Conficker Hits U.K. Parliament

The Conficker worm has hit yet another high profile victim. This time, the networks of the U.K Houses of Parliament reportedly are the latest to be incorporated in the millions of computers infected by the botnet.

According to a U.K. Parliament memo, which was leaked on political block Dizzy Thinks, the widespread Conficker worm infection slowed Parliamentary computer systems and locked out several accounts.

While the issue has yet to be resolved, the U.K. Parliament memo maintained that staff were working with third party partners to eradicate the Conficker worm and were going to "act swiftly to clean computers that are infected."

Employees with infected computers would be contacted and the device would either be removed or cleaned with appropriate software to prevent further attacks, the advisory said.

Sponsored post

The attack precedes an impending Conficker variant, slated to be released April 1, that will allegedly deliver a malicious, but yet unknown, payload. Some security experts have speculated that the latest version will create a new update mechanism that will allow it to randomly communicate with its command and control centers to launch attacks indiscriminately. The new version of Conficker will crank up the number of domains that it can check for updates from 250 to about 50,000, while being able to dodge interception by the security community, which has thus far been able to impede communication between the notorious botnet and its domains.

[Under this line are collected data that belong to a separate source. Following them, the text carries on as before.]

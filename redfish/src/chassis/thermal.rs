// SPDX-FileCopyrightText: Copyright (c) 2025 NVIDIA CORPORATION & AFFILIATES. All rights reserved.
// SPDX-License-Identifier: Apache-2.0
//
// Licensed under the Apache License, Version 2.0 (the "License");
// you may not use this file except in compliance with the License.
// You may obtain a copy of the License at
//
// http://www.apache.org/licenses/LICENSE-2.0
//
// Unless required by applicable law or agreed to in writing, software
// distributed under the License is distributed on an "AS IS" BASIS,
// WITHOUT WARRANTIES OR CONDITIONS OF ANY KIND, either express or implied.
// See the License for the specific language governing permissions and
// limitations under the License.

use crate::resource::FromBase;
use crate::resource::Resource;
use crate::resource::ResourceBase;
use crate::resource::Status;
use crate::Error;
use rsfish_core::Bmc;
use serde::Deserialize;
use serde::Serialize;

/// Temperature sensor reading.
#[derive(Debug, Clone, Default, PartialEq, Serialize, Deserialize)]
#[serde(rename_all = "PascalCase")]
pub struct Temperature {
    /// Identifier of the member within the array.
    pub member_id: Option<String>,
    /// Name of the sensor.
    pub name: Option<String>,
    /// Sensor number.
    pub sensor_number: Option<i64>,
    /// Reading in degrees Celsius.
    pub reading_celsius: Option<f64>,
    /// Upper threshold above normal range.
    pub upper_threshold_non_critical: Option<f64>,
    /// Upper threshold above normal range but not yet fatal.
    pub upper_threshold_critical: Option<f64>,
    /// Upper threshold above normal range and fatal.
    pub upper_threshold_fatal: Option<f64>,
    /// Lower threshold below normal range.
    pub lower_threshold_non_critical: Option<f64>,
    /// Lower threshold below normal range but not yet fatal.
    pub lower_threshold_critical: Option<f64>,
    /// Lower threshold below normal range and fatal.
    pub lower_threshold_fatal: Option<f64>,
    /// Area or device the reading applies to.
    pub physical_context: Option<String>,
    /// Status of the sensor.
    pub status: Option<Status>,
}

/// Fan reading.
#[derive(Debug, Clone, Default, PartialEq, Serialize, Deserialize)]
#[serde(rename_all = "PascalCase")]
pub struct Fan {
    /// Identifier of the member within the array.
    pub member_id: Option<String>,
    /// Name of the fan.
    pub name: Option<String>,
    /// Current speed.
    pub reading: Option<f64>,
    /// Units of the reading (`RPM` or `Percent`).
    pub reading_units: Option<String>,
    /// Lower threshold below normal range but not yet fatal.
    pub lower_threshold_critical: Option<f64>,
    /// Area or device the fan cools.
    pub physical_context: Option<String>,
    /// Status of the fan.
    pub status: Option<Status>,
}

/// Data of the legacy thermal resource.
#[derive(Debug, Clone, Default, PartialEq, Serialize, Deserialize)]
#[serde(rename_all = "PascalCase")]
pub struct ThermalData {
    /// Temperature sensors.
    #[serde(default)]
    pub temperatures: Vec<Temperature>,
    /// Fans.
    #[serde(default)]
    pub fans: Vec<Fan>,
    /// Status of the thermal subsystem.
    pub status: Option<Status>,
}

#[derive(Deserialize)]
struct ThermalSchema {
    #[serde(flatten)]
    data: ThermalData,
}

/// Legacy `Chassis/Thermal` resource.
pub struct Thermal<B: Bmc> {
    base: ResourceBase<B>,
    /// Decoded thermal data.
    pub data: ThermalData,
}

impl<B: Bmc> FromBase<B> for Thermal<B> {
    fn from_base(base: ResourceBase<B>) -> Result<Self, Error<B>> {
        let ThermalSchema { data } = base.decode()?;
        Ok(Self { base, data })
    }
}

impl<B: Bmc> Resource<B> for Thermal<B> {
    fn base(&self) -> &ResourceBase<B> {
        &self.base
    }
}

The Conficker worm has significantly evolved since its launch in October 2008. The worm originated as the result of an attack exploiting a Microsoft vulnerability in the handling of RPC requests in the Server Service. Microsoft immediately released an emergency out-of-band patch repairing the vulnerability, but the fix did little to slow the worm from rapidly spreading once it took hold.

Now Conficker Version C -- the latest variant of the malware -- has the ability to spread via peer-to-peer files as well as through USB sticks. It also added defensive measures designed to evade detection and removal by disabling Windows Automatic Updates and Windows Security Center, and has proven to block access to several security vendors' Web sites and circumvent many antivirus products.

Meanwhile, until the Conficker issue is resolved, the memo asked PICT users to remove all unauthorized PCs and laptops from the network and refrain from using USB sticks or other portable devices to store or transfer information.